SharePoint and Social Computing

June 29, 2009

You will want to read “Social Computing in the Enterprise. Microsoft Vision for Business Leaders”. You can download the Microsoft white paper from the SharePoint Web site. What makes this paper most intriguing is that it plops into the gap between the hyperbole about social computing and the information I saw this week that most business executives don’t do Web logs or other types of social computing. You can get a general sense of this somewhat surprising state of affairs in Computerworld’s “Top CEOs Still Shunning Twitter, Facebook”.

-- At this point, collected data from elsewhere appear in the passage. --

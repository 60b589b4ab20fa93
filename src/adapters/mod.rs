//! Workflow adapters.
//!
//! Each adapter owns one or more machines and wraps an asynchronous request
//! in the events its workflow expects. Requests are Stillwater effects, run
//! against a caller-supplied environment:
//!
//! - `begin_*` sends the event that starts the request and refuses if the
//!   machine does not allow it
//! - the effect runs
//! - `finish_*` sends the success or failure event with its payload
//!
//! The async convenience methods (`load`, `submit`, `pay`, ...) do all
//! three. Since each one borrows the adapter mutably for the duration of
//! the request, a second request on the same adapter cannot start until
//! the first one settles.

pub mod checkout;
pub mod error;
pub mod form;
pub mod listing;
pub mod loading;
pub mod notify;

pub use checkout::{Checkout, PayType};
pub use error::{FetchError, WorkflowError};
pub use form::FormSubmission;
pub use listing::{Listing, Page};
pub use loading::Loader;
pub use notify::{Notice, NoticeLevel, Notifier, RecordingNotifier, SilentNotifier};

use stillwater::effect::BoxedEffect;

/// An asynchronous request as adapters consume it.
pub type Fetch<T, Env> = BoxedEffect<T, FetchError, Env>;
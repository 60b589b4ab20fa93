//! Reasons a machine refuses an event.

use thiserror::Error;

/// Why [`Machine::try_send`](super::Machine::try_send) refused an event.
///
/// Rejections are routine outcomes (blocking a double submit is one), not
/// failures: `send` turns them into `false` and `can` into `false`.
#[derive(Debug, Clone, PartialEq, Eq, Error)]
pub enum Rejection {
    /// The current state has no row in the table
    #[error("no transitions defined for state '{state}'")]
    NoStateEntry { state: String },

    /// The current state's row has no entry for the event
    #[error("no transition for event '{event}' from state '{state}'")]
    NoTransition { state: String, event: String },

    /// A transition exists but its guard vetoed it
    #[error("guard rejected event '{event}' from state '{state}' to '{target}'")]
    GuardRejected {
        state: String,
        event: String,
        target: String,
    },
}

impl Rejection {
    /// Whether the table lacks the transition (as opposed to a guard veto).
    pub fn is_invalid_transition(&self) -> bool {
        matches!(self, Self::NoStateEntry { .. } | Self::NoTransition { .. })
    }

    pub fn is_guard_rejection(&self) -> bool {
        matches!(self, Self::GuardRejected { .. })
    }
}
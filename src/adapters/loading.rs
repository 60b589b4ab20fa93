//! Single-resource loading adapter.

use crate::adapters::error::{FetchError, WorkflowError};
use crate::adapters::notify::{Notice, Notifier, SilentNotifier};
use crate::adapters::Fetch;
use crate::core::{context_of, Context};
use crate::engine::{Machine, MachineOptions};
use crate::workflows::{loading_machine, LoadEvent, LoadState};
use serde_json::{json, Value};
use std::sync::Arc;
use stillwater::effect::Effect;
use tracing::{debug, warn};

/// Move a loading machine into `Loading`, retrying from `Error`.
pub(crate) fn begin_load(machine: &mut Machine<LoadState, LoadEvent>) -> Result<(), WorkflowError> {
    let event = match machine.state() {
        LoadState::Error => LoadEvent::Retry,
        _ => LoadEvent::Load,
    };

    match machine.try_send(event, None) {
        Ok(()) => {
            debug!(machine = %machine.label(), "load started");
            Ok(())
        }
        Err(_) if *machine.state() == LoadState::Loading => Err(WorkflowError::Busy("load")),
        Err(rejection) => Err(rejection.into()),
    }
}

/// Settle a loading machine as failed and tell the user.
pub(crate) fn fail_load(
    machine: &mut Machine<LoadState, LoadEvent>,
    notifier: &dyn Notifier,
    error: FetchError,
) -> WorkflowError {
    if let Err(rejection) = machine.try_send(LoadEvent::Error, Some(error_payload(&error))) {
        return rejection.into();
    }

    warn!(machine = %machine.label(), %error, "load failed");
    notifier.notify(Notice::error(error.to_string()));
    error.into()
}

pub(crate) fn error_payload(error: &FetchError) -> Context {
    context_of(json!({ "error": error.to_string() }))
}

pub(crate) fn cleared_error() -> Context {
    context_of(json!({ "error": Value::Null }))
}

/// Loads one resource through a loading machine.
///
/// The machine decides whether a fetch may start: a second `load` while
/// one is in flight is refused before any request is made.
pub struct Loader<T> {
    machine: Machine<LoadState, LoadEvent>,
    data: Option<T>,
    notifier: Arc<dyn Notifier>,
}

impl<T> Loader<T> {
    pub fn new(options: MachineOptions) -> Self {
        Self {
            machine: loading_machine(options),
            data: None,
            notifier: Arc::new(SilentNotifier),
        }
    }

    pub fn with_notifier(mut self, notifier: Arc<dyn Notifier>) -> Self {
        self.notifier = notifier;
        self
    }

    pub fn machine(&self) -> &Machine<LoadState, LoadEvent> {
        &self.machine
    }

    pub fn state(&self) -> &LoadState {
        self.machine.state()
    }

    pub fn is_loading(&self) -> bool {
        *self.machine.state() == LoadState::Loading
    }

    /// The last successfully loaded value.
    pub fn data(&self) -> Option<&T> {
        self.data.as_ref()
    }

    /// The message of the last failed load, until a load succeeds.
    pub fn error(&self) -> Option<&str> {
        self.machine.context().get("error").and_then(Value::as_str)
    }

    /// Enter `Loading`. Call before issuing the request.
    pub fn begin(&mut self) -> Result<(), WorkflowError> {
        begin_load(&mut self.machine)
    }

    /// Settle the load with the request's outcome.
    pub fn finish(&mut self, outcome: Result<T, FetchError>) -> Result<&T, WorkflowError> {
        match outcome {
            Ok(value) => {
                self.machine
                    .try_send(LoadEvent::Success, Some(cleared_error()))?;
                debug!(machine = %self.machine.label(), "load succeeded");
                Ok(&*self.data.insert(value))
            }
            Err(error) => Err(fail_load(&mut self.machine, self.notifier.as_ref(), error)),
        }
    }

    /// Run `fetch` against `env` between [`begin`](Self::begin) and
    /// [`finish`](Self::finish).
    pub async fn load<Env>(&mut self, env: &Env, fetch: Fetch<T, Env>) -> Result<&T, WorkflowError>
    where
        T: Send + 'static,
        Env: Clone + Send + Sync + 'static,
    {
        self.begin()?;
        let outcome = fetch.run(env).await;
        self.finish(outcome)
    }

    /// Return to `Idle`, dropping loaded data. Only settled loads reset.
    pub fn reset(&mut self) -> bool {
        if self.machine.send(LoadEvent::Reset) {
            self.data = None;
            true
        } else {
            false
        }
    }
}
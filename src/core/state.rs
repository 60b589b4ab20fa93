//! State and event tags.
//!
//! Every machine is parameterized by a state type and an event type. Both
//! are opaque, comparable identifiers drawn from a finite set, which in
//! practice means fieldless enums (see [`state_enum!`](crate::state_enum)
//! and [`event_enum!`](crate::event_enum)).

use serde::{Deserialize, Serialize};
use std::fmt::Debug;
use std::hash::Hash;

/// Trait for state machine states.
///
/// States are used as keys in a transition table, so they must be hashable
/// as well as comparable.
///
/// # Required Traits
///
/// - `Clone`: States are copied into history entries
/// - `Eq` + `Hash`: States key the transition table
/// - `Debug`: States must be debuggable for diagnostics
/// - `Serialize` + `Deserialize`: History snapshots are exported as JSON
///
/// # Example
///
/// ```rust
/// use flowstate::core::State;
/// use serde::{Deserialize, Serialize};
///
/// #[derive(Clone, PartialEq, Eq, Hash, Debug, Serialize, Deserialize)]
/// enum FetchState {
///     Idle,
///     Loading,
///     Loaded,
///     Failed,
/// }
///
/// impl State for FetchState {
///     fn name(&self) -> &str {
///         match self {
///             Self::Idle => "Idle",
///             Self::Loading => "Loading",
///             Self::Loaded => "Loaded",
///             Self::Failed => "Failed",
///         }
///     }
///
///     fn is_error(&self) -> bool {
///         matches!(self, Self::Failed)
///     }
/// }
///
/// assert_eq!(FetchState::Loading.name(), "Loading");
/// assert!(FetchState::Failed.is_error());
/// ```
pub trait State:
    Clone + Eq + Hash + Debug + Serialize + for<'de> Deserialize<'de> + Send + Sync
{
    /// Get the state's name for display/logging.
    fn name(&self) -> &str;

    /// Check if this is a final (terminal) state.
    ///
    /// Final states have no outgoing transitions in a well-formed table.
    ///
    /// Default implementation returns `false`.
    fn is_final(&self) -> bool {
        false
    }

    /// Check if this is an error state.
    ///
    /// Default implementation returns `false`.
    fn is_error(&self) -> bool {
        false
    }
}

/// Trait for events that request a transition.
pub trait Event:
    Clone + Eq + Hash + Debug + Serialize + for<'de> Deserialize<'de> + Send + Sync
{
    /// Get the event's name for display/logging.
    fn name(&self) -> &str;
}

I don’t think Microsoft wrote its white paper in response to the news that CEOs “shun Twitter”. I think Microsoft wants to position SharePoint as a social operating system. The white paper employs routine rhetorical methods to create a need for a SharePoint solution. SharePoint, by the way, is not positioned as complex. Other approaches are complex. See page 10 for more along this line:

This complexity makes it difficult to apply traditional structured project management and collaboration solutions. Social computing can help optimize the performance of teams by adding a dimension of unstructured collaboration. This provides a forum for cross-disciplinary dialogs and authentic, spontaneous conversations between people in previously isolated areas of the company that can expose best practices—and call attention to inefficiencies and duplication—more rapidly.

So, SharePoint as a social operating system. Two references to the word “search”. I wonder what happened to the potent relationship mapping tools in Fast ESP. Any thoughts?